CN201108798Y - A device for removing volatile organic pollutants - Google Patents

Abstract

A device for removing volatile organic pollutants belongs to the technical field of gas pollutant treatment. The device includes a gas inlet (1), a reactor (2), a power supply (3), and a gas outlet (4). It is characterized in that it also includes insulating sheets (5) at both ends of the reactor (2), and an inner Electrode (6), the outer electrode (7) wrapped around the outer tube of the reactor, the filler (8) in the reactor, the filler is a Raschig ring coated with a ferroelectric material, and the holes on both sides of the Raschig ring The inlet and outlet towards the reactor are evenly placed in the reactor. When the electric field intensity reaches a certain value, the filler will spontaneously polarize. The utility model can reduce the energy consumption of the reactor under the premise of maintaining the pollutant removal rate, and has a simple structure and strong applicability.

Description

A device for removing volatile organic pollutants

technical field

The utility model belongs to the technical field of gas pollutant treatment.

Background technique

Volatile organic compounds (VOCs) are a general term for a class of organic compounds, which have a high evaporation rate and are volatile at room temperature. It refers to organic matter with a saturated vapor pressure exceeding 70.91Pa or a boiling point less than 260°C at room temperature. It is the most common pollutant emitted by industries such as petroleum, chemical, pharmaceutical, printing, building materials, and spraying. The hazards of VOCs mainly include the following aspects: (1) Most VOCs are odorous and toxic. Many substances in VOCs are carcinogenic, teratogenic, and mutagenic. (2) Under the irradiation of light, many VOCs can easily undergo photochemical reactions with some oxidants to generate photochemical smog, which is harmful to human health and affects the growth of crops; (3) ) Some halogenated hydrocarbons may cause damage to the ozone layer, such as chlorofluorocarbons (CFCs) and chlorofluorocarbons; (4) Many VOCs are flammable and explosive compounds, which cause great hidden dangers to the production of enterprises.
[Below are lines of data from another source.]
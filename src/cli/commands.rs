//! Subcommand arguments and their handlers

use std::path::{Path, PathBuf};

use anyhow::{bail, Context, Result};
use clap::{Args, Subcommand};
use tracing::info;

use super::logging;
use crate::config::PipelineConfig;
use crate::pipeline::{Pipeline, Stage};
use crate::prune::Sparsity;

#[derive(Args, Debug)]
pub struct RunCommand {
    /// Stages to run instead of the configured sequence
    #[arg(long, value_enum, value_delimiter = ',')]
    pub stages: Vec<Stage>,

    /// Write the run summary as JSON to this file
    #[arg(long)]
    pub summary: Option<PathBuf>,
}

#[derive(Args, Debug)]
pub struct TrainCommand {
    /// Override the number of epochs
    #[arg(long)]
    pub epochs: Option<usize>,

    /// Stop after this many optimizer steps
    #[arg(long)]
    pub max_steps: Option<usize>,
}

#[derive(Args, Debug)]
pub struct EvaluateCommand {
    /// Evaluate only the first N held-out examples
    #[arg(long)]
    pub limit: Option<usize>,

    /// Decode greedily instead of sampling
    #[arg(long)]
    pub greedy: bool,
}

#[derive(Args, Debug)]
pub struct GenerateCommand {
    /// Sentence to classify
    #[arg(short, long)]
    pub sentence: String,

    /// Override the generation budget
    #[arg(long)]
    pub max_new_tokens: Option<usize>,
}

#[derive(Args, Debug)]
pub struct PruneCommand {
    /// Fraction of weights to zero, in [0, 1)
    #[arg(long)]
    pub sparsity: Option<f64>,
}

#[derive(Args, Debug)]
pub struct DistillCommand {
    /// Override the number of distillation epochs
    #[arg(long)]
    pub epochs: Option<usize>,
}

#[derive(Subcommand, Debug)]
pub enum ConfigSubcommand {
    /// Print the effective configuration as YAML
    Show,

    /// Write the default configuration to a file
    Init {
        /// Destination; the extension picks yaml, toml or json
        #[arg(default_value = "sst2-lora.yaml")]
        path: PathBuf,

        /// Overwrite an existing file
        #[arg(short, long)]
        force: bool,
    },

    /// Print one value by dotted key, e.g. `lora.rank`
    Get { key: String },
}

async fn pipeline(config: PipelineConfig) -> Result<Pipeline> {
    Pipeline::with_pretrained_tokenizer(config)
        .await
        .context("Failed to initialise pipeline")
}

/// Replace the configured stage sequence with an explicit one
///
/// Listing `distill` on the command line counts as asking for it, so the
/// stage is enabled rather than silently skipped.
pub fn apply_stage_override(config: &mut PipelineConfig, stages: Vec<Stage>) {
    if stages.is_empty() {
        return;
    }
    if stages.contains(&Stage::Distill) && !config.distill.enabled {
        info!("Enabling distillation for the requested stages");
        config.distill.enabled = true;
    }
    config.stages = stages;
}

pub async fn run(cmd: RunCommand, mut config: PipelineConfig) -> Result<()> {
    apply_stage_override(&mut config, cmd.stages);
    let summary = pipeline(config).await?.run().await?;

    if let Some(report) = &summary.evaluation {
        logging::success(&report.to_string());
    }
    if let Some(path) = cmd.summary {
        std::fs::write(&path, serde_json::to_string_pretty(&summary)?)
            .with_context(|| format!("Failed to write summary to {}", path.display()))?;
    }
    let completed: Vec<String> = summary.completed.iter().map(Stage::to_string).collect();
    logging::success(&format!("Completed stages: {}", completed.join(", ")));
    Ok(())
}

pub async fn train(cmd: TrainCommand, mut config: PipelineConfig) -> Result<()> {
    if let Some(epochs) = cmd.epochs {
        config.training.num_epochs = epochs;
    }
    if cmd.max_steps.is_some() {
        config.training.max_steps = cmd.max_steps;
    }
    let pipeline = pipeline(config).await?;
    let corpus = pipeline.load_corpus().await?;
    let (_, report) = pipeline.train(&corpus).await?;

    info!(steps = report.global_step, "Training finished");
    logging::success(&format!(
        "Adapter saved to {}",
        pipeline.config().adapter_path().display()
    ));
    Ok(())
}

pub async fn merge(config: PipelineConfig) -> Result<()> {
    let pipeline = pipeline(config).await?;
    let merged = pipeline.merge().await?;
    logging::success(&format!(
        "Merged {} saved to {}",
        merged.id(),
        pipeline.config().merged_path().display()
    ));
    Ok(())
}

pub async fn evaluate(cmd: EvaluateCommand, mut config: PipelineConfig) -> Result<()> {
    if cmd.limit.is_some() {
        config.evaluation.limit = cmd.limit;
    }
    if cmd.greedy {
        config.sampling = crate::infer::SamplingConfig::greedy(config.sampling.max_new_tokens);
    }
    let pipeline = pipeline(config).await?;
    let corpus = pipeline.load_corpus().await?;
    let report = pipeline.evaluate(&corpus).await?;
    if report.accuracy().is_some() {
        logging::success(&report.to_string());
    } else {
        logging::warning(&report.to_string());
    }
    Ok(())
}

pub async fn generate(cmd: GenerateCommand, mut config: PipelineConfig) -> Result<()> {
    if let Some(max_new_tokens) = cmd.max_new_tokens {
        config.sampling.max_new_tokens = max_new_tokens;
    }
    let generation = pipeline(config).await?.generate(&cmd.sentence).await?;
    println!("{generation}");
    Ok(())
}

pub async fn prune(cmd: PruneCommand, mut config: PipelineConfig) -> Result<()> {
    if let Some(sparsity) = cmd.sparsity {
        config.prune.sparsity = Sparsity::new(sparsity)?;
    }
    let pipeline = pipeline(config).await?;
    let report = pipeline.prune().await?;
    logging::success(&format!(
        "Pruned {} of {} adapter weights ({:.2}% sparse), saved to {}",
        report.total_pruned(),
        report.total_parameters(),
        report.achieved_sparsity() * 100.0,
        pipeline.config().pruned_adapter_path().display()
    ));
    Ok(())
}

pub async fn distill(cmd: DistillCommand, mut config: PipelineConfig) -> Result<()> {
    if let Some(epochs) = cmd.epochs {
        config.distill.epochs = epochs;
    }
    let pipeline = pipeline(config).await?;
    let corpus = pipeline.load_corpus().await?;
    let report = pipeline.distill(&corpus).await?;
    logging::success(&format!(
        "Distilled over {} steps, loss {:?} -> {:?}",
        report.steps,
        report.first_loss(),
        report.final_loss()
    ));
    Ok(())
}

pub async fn export_pruned(config: PipelineConfig) -> Result<()> {
    let pipeline = pipeline(config).await?;
    pipeline.export_pruned().await?;
    logging::success(&format!(
        "Pruned model saved to {}",
        pipeline.config().pruned_merged_path().display()
    ));
    Ok(())
}

pub fn handle_config(subcommand: ConfigSubcommand, config: &PipelineConfig) -> Result<()> {
    match subcommand {
        ConfigSubcommand::Show => {
            println!("{}", config.to_yaml()?);
            Ok(())
        }
        ConfigSubcommand::Init { path, force } => init_config(&path, force),
        ConfigSubcommand::Get { key } => {
            println!("{}", config_value(config, &key)?);
            Ok(())
        }
    }
}

fn init_config(path: &Path, force: bool) -> Result<()> {
    if path.exists() && !force {
        bail!(
            "Configuration file already exists: {}. Use --force to overwrite.",
            path.display()
        );
    }
    PipelineConfig::default().save(path)?;
    logging::success(&format!("Configuration file created: {}", path.display()));
    Ok(())
}

/// Look up a dotted key in the serialized configuration
pub fn config_value(config: &PipelineConfig, key: &str) -> Result<String> {
    let root = serde_json::to_value(config)?;
    let value = key
        .split('.')
        .try_fold(&root, |current, part| current.get(part))
        .with_context(|| format!("Unknown configuration key: {key}"))?;
    Ok(match value {
        serde_json::Value::String(s) => s.clone(),
        other => other.to_string(),
    })
}

#[cfg(test)]
mod tests {
    use super::*;

    #[test]
    fn test_explicit_distill_stage_enables_distillation() {
        let mut config = PipelineConfig::default();
        assert!(!config.distill.enabled);
        apply_stage_override(&mut config, vec![Stage::Prune, Stage::Distill]);
        assert!(config.distill.enabled);
        assert_eq!(config.stages, vec![Stage::Prune, Stage::Distill]);

        let mut config = PipelineConfig::default();
        let configured = config.stages.clone();
        apply_stage_override(&mut config, vec![]);
        assert_eq!(config.stages, configured);
        assert!(!config.distill.enabled);

        let mut config = PipelineConfig::default();
        apply_stage_override(&mut config, vec![Stage::Train, Stage::Merge]);
        assert!(!config.distill.enabled);
    }

    #[test]
    fn test_config_value_lookup() {
        let config = PipelineConfig::default();
        assert_eq!(config_value(&config, "lora.rank").unwrap(), "6");
        assert_eq!(config_value(&config, "base_model").unwrap(), "google/gemma-2b-it");
        assert!(config_value(&config, "lora.missing").is_err());
    }

    #[test]
    fn test_init_refuses_to_overwrite() {
        let dir = tempfile::TempDir::new().unwrap();
        let path = dir.path().join("pipeline.toml");
        init_config(&path, false).unwrap();
        assert!(init_config(&path, false).is_err());
        init_config(&path, true).unwrap();

        let loaded = PipelineConfig::load(&path).unwrap();
        let defaults = PipelineConfig::default();
        assert_eq!(loaded.lora.target_modules, defaults.lora.target_modules);
        assert_eq!(loaded.stages, defaults.stages);
        assert_eq!(loaded.train_precision, defaults.train_precision);
    }
}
Traditional VOCs treatment methods include: combustion method, absorption method, condensation method, adsorption method, etc. These methods have certain defects in technology and economy: either the initial investment and operating costs are high, or the treatment effect is not ideal, or secondary pollution is caused by improper follow-up treatment. Especially low-concentration, high-volume waste gas has not yet found a cost-effective treatment method. Among the many new technologies for environmental pollution control, low-temperature plasma technology is an environmentally friendly new technology with high efficiency, low energy consumption, wide application range, large processing capacity, and simple operation to treat toxic and refractory substances. It has been studied in recent years. hot spot. Patent 200410014135.X discloses a low-temperature plasma technology for treating volatile organic compounds. The removal of pollutants is achieved through high-voltage discharge, but it needs to consume a certain amount of energy. The structure diagram is shown in Figure 1. Patent 200410014131.1 discloses a low-temperature plasma technology for treating microbial pollutants, which also uses high-voltage discharge to remove microbial pollutants. Patent 200410014133.0 discloses a low-temperature plasma treatment method for H ₂ S and C ₂ S in industrial waste gas. Under the action of a pulse power supply, a low-temperature plasma field is formed in a plasma reactor to convert H ₂ S and C ₂ S into free Odor and low toxicity SO ₂ . The above-mentioned patents all realize the removal of pollutants under the action of high-voltage power supply, and consume a certain amount of energy in the actual operation process.

Utility model content

The purpose of the utility model is to provide a novel, high-efficiency, low-energy-consumption low-temperature plasma VOCs treatment device.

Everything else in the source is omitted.